If we apply the trig functions on a regular right triangle, it makes sense. We can get the ratio of two sides and find out an unknown side if there is a known side (and the other way around).
Let's say that I have a right triangle in which an angle x is 30 degrees and the hypotenuse is 20 cm. I have to find the length of side AY, which is opposite to angle x . Well I can use the function sin(30 degrees), which comes out to be 1/2 . Now 1/2 = AY / 20 . And after solving it we get AY = 10.
Or let's say that I have a right triangle in which I have to find an angle x. The side opposite to x is 10cm and the hypotenuse is 20 cm. Then 10/20 = 1/2. What is the arcsin of 1/2? 30 degrees. Angle x is 30 degrees.

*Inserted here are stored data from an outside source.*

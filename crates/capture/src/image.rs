use educe::Educe;
use serde::{Deserialize, Serialize};

/// Why the loader mapped an image into a process.
#[derive(Debug, Clone, Copy, PartialEq, Eq, Default, Serialize, Deserialize)]
#[serde(rename_all = "snake_case")]
pub enum LoadReason {
    /// Pulled in through the import table of another image.
    StaticDependency,
    /// Loaded explicitly at runtime.
    Dynamic,
    #[default]
    #[serde(other)]
    Other,
}

/// A named section of an image and the file range it occupies.
#[derive(Debug, Clone, PartialEq, Eq, Serialize, Deserialize)]
pub struct ImageSection {
    pub name: String,
    pub base: u64,
    pub limit: u64,
}

impl ImageSection {
    pub fn new(name: impl Into<String>, base: u64, limit: u64) -> Self {
        Self {
            name: name.into(),
            base,
            limit,
        }
    }

    #[inline]
    pub fn contains(&self, offset: u64) -> bool {
        (self.base..self.limit).contains(&offset)
    }
}

/// An image loaded into a process.
///
/// Equality only considers the load itself; the section table is lookup
/// data and does not take part in identity.
#[derive(Clone, Educe, Serialize, Deserialize)]
#[educe(Debug, Eq, PartialEq)]
pub struct Image {
    pub path: String,

    #[serde(default)]
    pub load_reason: LoadReason,

    /// Present iff the image was actually mapped during the capture.
    #[serde(default)]
    pub load_time: Option<u64>,

    /// Whether symbol data (and with it the section table) is available.
    #[serde(default)]
    #[educe(Eq(ignore))]
    pub symbols_loaded: bool,

    #[serde(default)]
    #[educe(Debug(ignore), Eq(ignore))]
    pub sections: Vec<ImageSection>,
}

impl Image {
    pub fn new(path: impl Into<String>, load_reason: LoadReason, load_time: Option<u64>) -> Self {
        Self {
            path: path.into(),
            load_reason,
            load_time,
            symbols_loaded: false,
            sections: Vec::new(),
        }
    }

    pub fn with_sections(mut self, sections: Vec<ImageSection>) -> Self {
        self.symbols_loaded = true;
        self.sections = sections;
        self
    }

    pub fn is_loaded(&self) -> bool {
        self.load_time.is_some()
    }

    pub fn is_static_dependency(&self) -> bool {
        self.load_reason == LoadReason::StaticDependency
    }
}

#[cfg(test)]
mod tests {
    use super::*;

    #[test]
    fn sections_do_not_affect_identity() {
        let bare = Image::new("C:\\a.dll", LoadReason::StaticDependency, Some(1));
        let with = bare
            .clone()
            .with_sections(vec![ImageSection::new(".text", 0x400, 0x1000)]);
        assert_eq!(bare, with);
    }

    #[test]
    fn unknown_load_reason_decodes_as_other() {
        let reason: LoadReason = serde_json::from_str("\"delay_load\"").unwrap();
        assert_eq!(reason, LoadReason::Other);
    }

    #[test]
    fn section_range_is_half_open() {
        let section = ImageSection::new(".text", 0x400, 0x800);
        assert!(section.contains(0x400));
        assert!(section.contains(0x7ff));
        assert!(!section.contains(0x800));
    }
}
use clap::Parser;
use delayload_rs::{app, cli::Cli};
use std::io;
use tracing::debug;
use tracing_log::AsTrace;

#[cfg(feature = "jemalloc")]
#[global_allocator]
static GLOBAL: tikv_jemallocator::Jemalloc = tikv_jemallocator::Jemalloc;

fn main() -> anyhow::Result<()> {
    let cli = Cli::parse();
    tracing_subscriber::fmt()
        .with_writer(io::stderr)
        .with_max_level(cli.verbosity.log_level_filter().as_trace())
        .with_level(true)
        .with_file(true)
        .with_line_number(true)
        .init();

    debug!(config = ?cli);

    app::run(&cli)
}
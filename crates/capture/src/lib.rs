#![forbid(unsafe_code)]

mod error;
pub mod image;
pub mod page;
pub mod process;
pub mod section;
mod trace_capture;

pub use error::Error;
pub use image::{Image, ImageSection, LoadReason};
pub use page::{AccessedPage, Page, PageCategory, Stack, StackFrame};
pub use process::Process;
pub use section::{ImageSectionResolver, SectionName, SectionResolver};
pub use trace_capture::{ProcessRecord, ReferenceSetInterval, SCHEMA_VERSION, TraceCapture};
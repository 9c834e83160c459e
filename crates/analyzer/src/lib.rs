#![forbid(unsafe_code)]

mod classifier;
pub mod domain;
mod error;
mod loader;
mod report;
pub mod stores;

pub use classifier::{DelayLoadClassifier, analyze_file};
pub use error::Error;
pub use loader::LoaderSignature;
pub use report::{DelayLoadCandidate, DelayLoadReport, PassStats};
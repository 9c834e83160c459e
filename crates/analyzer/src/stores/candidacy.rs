#![forbid(unsafe_code)]

use crate::stores::CandidateKey;
use std::collections::HashMap;

/// Delay-load eligibility per (image, process). Entries only ever move from
/// eligible to ineligible.
#[derive(Debug, Default)]
pub struct CandidacyMap {
    entries: HashMap<CandidateKey, bool>,
}

impl CandidacyMap {
    /// Record a load observation. Repeated observations are AND-folded.
    pub fn observe_load(&mut self, key: CandidateKey, eligible: bool) {
        let entry = self.entries.entry(key).or_insert(eligible);
        *entry &= eligible;
    }

    /// Mark the pair as ineligible, creating the entry if needed. Returns
    /// `true` if this call revoked a previously eligible entry.
    pub fn disqualify(&mut self, key: CandidateKey) -> bool {
        match self.entries.insert(key, false) {
            Some(was_eligible) => was_eligible,
            None => false,
        }
    }

    pub fn is_eligible(&self, key: CandidateKey) -> Option<bool> {
        self.entries.get(&key).copied()
    }

    pub fn eligible(&self) -> impl Iterator<Item = CandidateKey> + '_ {
        self.entries
            .iter()
            .filter_map(|(key, eligible)| eligible.then_some(*key))
    }

    pub fn len(&self) -> usize {
        self.entries.len()
    }

    pub fn is_empty(&self) -> bool {
        self.entries.is_empty()
    }
}
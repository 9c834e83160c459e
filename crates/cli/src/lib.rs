pub mod app;
pub mod cli;
pub mod error;
pub mod inputs;
pub mod render;
#![forbid(unsafe_code)]

use serde::Serialize;
use std::cmp::Ordering;
use std::fmt;

/// A process that loads an image statically but never runs its code.
///
/// Candidates order by process, then image, ignoring case; exact byte order
/// only breaks ties between names that differ in case alone.
#[derive(Debug, Clone, PartialEq, Eq, Hash, Serialize)]
pub struct DelayLoadCandidate {
    pub process: String,
    pub image: String,
}

impl DelayLoadCandidate {
    pub fn new(process: impl Into<String>, image: impl Into<String>) -> Self {
        Self {
            process: process.into(),
            image: image.into(),
        }
    }

    fn folded_key(&self) -> (String, String) {
        (self.process.to_lowercase(), self.image.to_lowercase())
    }
}

impl Ord for DelayLoadCandidate {
    fn cmp(&self, other: &Self) -> Ordering {
        self.folded_key()
            .cmp(&other.folded_key())
            .then_with(|| (&self.process, &self.image).cmp(&(&other.process, &other.image)))
    }
}

impl PartialOrd for DelayLoadCandidate {
    fn partial_cmp(&self, other: &Self) -> Option<Ordering> {
        Some(self.cmp(other))
    }
}

impl fmt::Display for DelayLoadCandidate {
    fn fmt(&self, f: &mut fmt::Formatter<'_>) -> fmt::Result {
        write!(f, "{} can delay load {}", self.process, self.image)
    }
}

/// Counters describing what a classification pass saw.
#[derive(Debug, Default, Clone, PartialEq, Eq, Serialize)]
pub struct PassStats {
    pub processes: usize,
    pub images: usize,
    pub static_candidates: usize,
    pub accesses_scanned: usize,
    pub skipped_unknown_process: usize,
    pub skipped_excluded_process: usize,
    pub skipped_no_file: usize,
    pub skipped_not_image: usize,
    pub skipped_not_code: usize,
    pub loader_accesses: usize,
    pub disqualifying_accesses: usize,
    pub candidates: usize,
}

#[derive(Debug, Default, Clone, PartialEq, Eq, Serialize)]
pub struct DelayLoadReport {
    /// Sorted by process identity, then image path.
    pub candidates: Vec<DelayLoadCandidate>,
    pub stats: PassStats,
}
#![forbid(unsafe_code)]

#[derive(Debug, thiserror::Error)]
pub enum Error {
    #[error("config error: {0}")]
    Config(#[from] config::Error),

    #[error("capture error: {0}")]
    Capture(#[from] capture::Error),
}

But what use is it to take the sine of an angle 120 degrees of an obtuse triangle? We are not getting a ratio of the sides or anything if we apply it to a non-right triangle.
Best Answer
If you think of the graph of $\sin(x)$ it's a nice periodic function, the graph is a wave. It's very useful in physics (for example) to have functions that model wave behavior. For this you need to allow the angle to go for multiple cycles. Without such functions things like Fourier analysis would be impossible.